[Data records]
***

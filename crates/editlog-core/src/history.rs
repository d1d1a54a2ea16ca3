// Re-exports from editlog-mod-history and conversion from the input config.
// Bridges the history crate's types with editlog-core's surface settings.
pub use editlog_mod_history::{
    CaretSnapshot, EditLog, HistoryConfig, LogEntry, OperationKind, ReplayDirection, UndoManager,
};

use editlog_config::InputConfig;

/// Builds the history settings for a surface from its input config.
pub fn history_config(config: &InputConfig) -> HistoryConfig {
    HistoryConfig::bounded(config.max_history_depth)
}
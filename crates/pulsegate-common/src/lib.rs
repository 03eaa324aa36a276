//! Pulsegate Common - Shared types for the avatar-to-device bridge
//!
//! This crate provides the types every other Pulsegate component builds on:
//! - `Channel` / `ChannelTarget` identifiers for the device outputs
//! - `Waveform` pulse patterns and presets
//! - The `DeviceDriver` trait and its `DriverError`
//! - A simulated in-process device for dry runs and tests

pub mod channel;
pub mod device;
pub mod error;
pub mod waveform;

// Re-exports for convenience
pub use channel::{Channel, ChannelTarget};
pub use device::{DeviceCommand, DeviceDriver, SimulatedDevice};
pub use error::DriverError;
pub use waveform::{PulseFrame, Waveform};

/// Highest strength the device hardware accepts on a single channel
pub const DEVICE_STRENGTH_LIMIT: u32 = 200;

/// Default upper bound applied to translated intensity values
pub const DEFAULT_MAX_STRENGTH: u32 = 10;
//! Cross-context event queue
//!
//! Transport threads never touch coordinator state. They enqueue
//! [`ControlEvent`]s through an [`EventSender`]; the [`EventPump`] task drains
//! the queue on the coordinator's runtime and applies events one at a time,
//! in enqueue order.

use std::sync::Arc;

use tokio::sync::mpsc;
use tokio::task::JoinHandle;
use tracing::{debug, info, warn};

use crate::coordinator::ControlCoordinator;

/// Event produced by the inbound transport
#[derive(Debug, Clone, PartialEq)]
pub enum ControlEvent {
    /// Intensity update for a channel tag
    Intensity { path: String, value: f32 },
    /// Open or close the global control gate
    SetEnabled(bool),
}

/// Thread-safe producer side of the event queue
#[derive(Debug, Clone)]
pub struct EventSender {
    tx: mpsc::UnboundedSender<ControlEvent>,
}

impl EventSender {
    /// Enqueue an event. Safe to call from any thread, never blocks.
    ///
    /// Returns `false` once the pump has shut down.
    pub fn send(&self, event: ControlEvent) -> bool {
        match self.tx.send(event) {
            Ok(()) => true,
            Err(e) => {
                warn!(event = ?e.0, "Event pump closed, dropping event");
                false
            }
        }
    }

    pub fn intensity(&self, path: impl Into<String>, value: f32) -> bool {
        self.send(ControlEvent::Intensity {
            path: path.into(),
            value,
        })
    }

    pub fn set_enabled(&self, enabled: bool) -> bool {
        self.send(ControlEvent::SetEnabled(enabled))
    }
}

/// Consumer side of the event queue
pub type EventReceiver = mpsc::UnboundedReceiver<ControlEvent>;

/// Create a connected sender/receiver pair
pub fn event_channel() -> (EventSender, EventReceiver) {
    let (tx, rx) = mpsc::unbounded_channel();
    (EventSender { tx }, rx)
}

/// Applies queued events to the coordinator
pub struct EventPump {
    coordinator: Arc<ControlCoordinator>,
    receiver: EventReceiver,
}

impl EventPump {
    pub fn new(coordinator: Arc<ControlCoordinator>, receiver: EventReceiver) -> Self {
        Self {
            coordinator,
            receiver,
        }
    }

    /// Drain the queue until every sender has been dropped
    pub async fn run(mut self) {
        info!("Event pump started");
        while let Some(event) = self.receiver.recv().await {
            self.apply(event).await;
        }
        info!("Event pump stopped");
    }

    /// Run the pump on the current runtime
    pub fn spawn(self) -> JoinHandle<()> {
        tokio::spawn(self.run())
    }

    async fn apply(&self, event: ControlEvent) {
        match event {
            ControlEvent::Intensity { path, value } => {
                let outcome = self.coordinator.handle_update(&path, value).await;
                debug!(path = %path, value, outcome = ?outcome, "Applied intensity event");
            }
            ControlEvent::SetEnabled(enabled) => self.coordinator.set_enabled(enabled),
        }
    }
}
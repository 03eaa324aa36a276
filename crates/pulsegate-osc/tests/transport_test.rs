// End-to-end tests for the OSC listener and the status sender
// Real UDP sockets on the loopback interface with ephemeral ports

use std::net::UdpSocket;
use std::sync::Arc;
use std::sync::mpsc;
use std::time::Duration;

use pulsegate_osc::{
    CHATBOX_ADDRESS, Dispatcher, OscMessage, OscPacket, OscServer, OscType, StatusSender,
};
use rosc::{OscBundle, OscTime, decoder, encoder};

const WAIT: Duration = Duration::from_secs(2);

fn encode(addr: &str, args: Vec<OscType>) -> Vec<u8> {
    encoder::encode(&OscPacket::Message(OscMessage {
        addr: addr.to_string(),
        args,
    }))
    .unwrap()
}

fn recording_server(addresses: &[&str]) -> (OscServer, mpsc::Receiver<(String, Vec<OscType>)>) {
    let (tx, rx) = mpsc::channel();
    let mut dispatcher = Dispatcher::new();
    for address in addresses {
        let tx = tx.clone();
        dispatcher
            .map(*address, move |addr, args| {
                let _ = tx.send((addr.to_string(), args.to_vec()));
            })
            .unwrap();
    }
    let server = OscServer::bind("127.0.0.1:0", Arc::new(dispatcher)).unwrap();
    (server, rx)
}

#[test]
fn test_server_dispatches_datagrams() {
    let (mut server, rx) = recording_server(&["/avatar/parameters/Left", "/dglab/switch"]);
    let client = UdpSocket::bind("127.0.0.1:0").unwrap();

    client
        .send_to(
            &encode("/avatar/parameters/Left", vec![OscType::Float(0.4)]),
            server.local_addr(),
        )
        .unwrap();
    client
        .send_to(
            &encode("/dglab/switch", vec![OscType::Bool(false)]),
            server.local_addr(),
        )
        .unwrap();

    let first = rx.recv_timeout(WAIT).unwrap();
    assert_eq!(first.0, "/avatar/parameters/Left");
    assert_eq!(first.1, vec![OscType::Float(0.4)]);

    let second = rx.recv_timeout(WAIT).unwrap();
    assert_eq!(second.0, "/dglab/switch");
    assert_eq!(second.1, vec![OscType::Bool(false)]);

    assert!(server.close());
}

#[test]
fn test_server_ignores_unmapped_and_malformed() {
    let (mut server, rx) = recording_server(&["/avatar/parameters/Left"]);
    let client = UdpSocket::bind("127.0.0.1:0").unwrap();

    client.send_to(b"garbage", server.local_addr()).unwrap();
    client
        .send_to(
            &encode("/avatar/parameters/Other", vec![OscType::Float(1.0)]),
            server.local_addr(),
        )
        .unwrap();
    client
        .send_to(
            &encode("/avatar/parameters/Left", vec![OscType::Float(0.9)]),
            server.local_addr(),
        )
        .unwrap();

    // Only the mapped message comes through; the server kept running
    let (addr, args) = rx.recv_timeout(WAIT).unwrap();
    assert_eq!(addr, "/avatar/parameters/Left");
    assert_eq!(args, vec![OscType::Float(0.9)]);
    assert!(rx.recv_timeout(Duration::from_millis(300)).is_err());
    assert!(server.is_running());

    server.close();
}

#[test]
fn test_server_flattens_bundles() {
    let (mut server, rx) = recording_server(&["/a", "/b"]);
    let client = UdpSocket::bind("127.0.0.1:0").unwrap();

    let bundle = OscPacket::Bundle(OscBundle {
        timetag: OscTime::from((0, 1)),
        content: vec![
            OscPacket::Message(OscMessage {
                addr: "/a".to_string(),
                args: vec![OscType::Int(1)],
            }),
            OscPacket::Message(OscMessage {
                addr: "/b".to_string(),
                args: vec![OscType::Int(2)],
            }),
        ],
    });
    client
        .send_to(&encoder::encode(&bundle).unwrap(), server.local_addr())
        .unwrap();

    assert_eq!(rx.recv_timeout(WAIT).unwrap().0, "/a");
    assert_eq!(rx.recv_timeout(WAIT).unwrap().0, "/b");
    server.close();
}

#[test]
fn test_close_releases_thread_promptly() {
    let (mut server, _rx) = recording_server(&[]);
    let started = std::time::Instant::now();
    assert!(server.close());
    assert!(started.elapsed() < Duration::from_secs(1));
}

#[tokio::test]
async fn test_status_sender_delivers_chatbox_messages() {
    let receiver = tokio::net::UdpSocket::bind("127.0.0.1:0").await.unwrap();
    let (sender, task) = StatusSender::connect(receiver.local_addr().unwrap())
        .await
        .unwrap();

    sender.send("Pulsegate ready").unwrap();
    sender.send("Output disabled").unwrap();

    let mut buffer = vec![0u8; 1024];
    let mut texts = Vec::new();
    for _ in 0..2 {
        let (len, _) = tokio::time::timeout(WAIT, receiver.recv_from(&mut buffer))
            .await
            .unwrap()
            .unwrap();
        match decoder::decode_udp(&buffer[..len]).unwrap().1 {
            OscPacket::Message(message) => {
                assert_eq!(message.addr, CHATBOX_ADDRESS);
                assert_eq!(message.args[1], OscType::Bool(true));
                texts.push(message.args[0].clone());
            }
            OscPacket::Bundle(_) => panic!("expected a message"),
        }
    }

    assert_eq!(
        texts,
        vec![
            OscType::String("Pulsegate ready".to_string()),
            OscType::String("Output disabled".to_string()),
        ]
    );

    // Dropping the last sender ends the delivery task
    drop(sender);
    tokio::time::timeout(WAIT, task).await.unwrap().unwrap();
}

***

** EXERCISE REQUIREMENTS **
Across the entries, work out how many lines hold the word "parameters". Reply with that number only.

** ANSWER SECTION **
7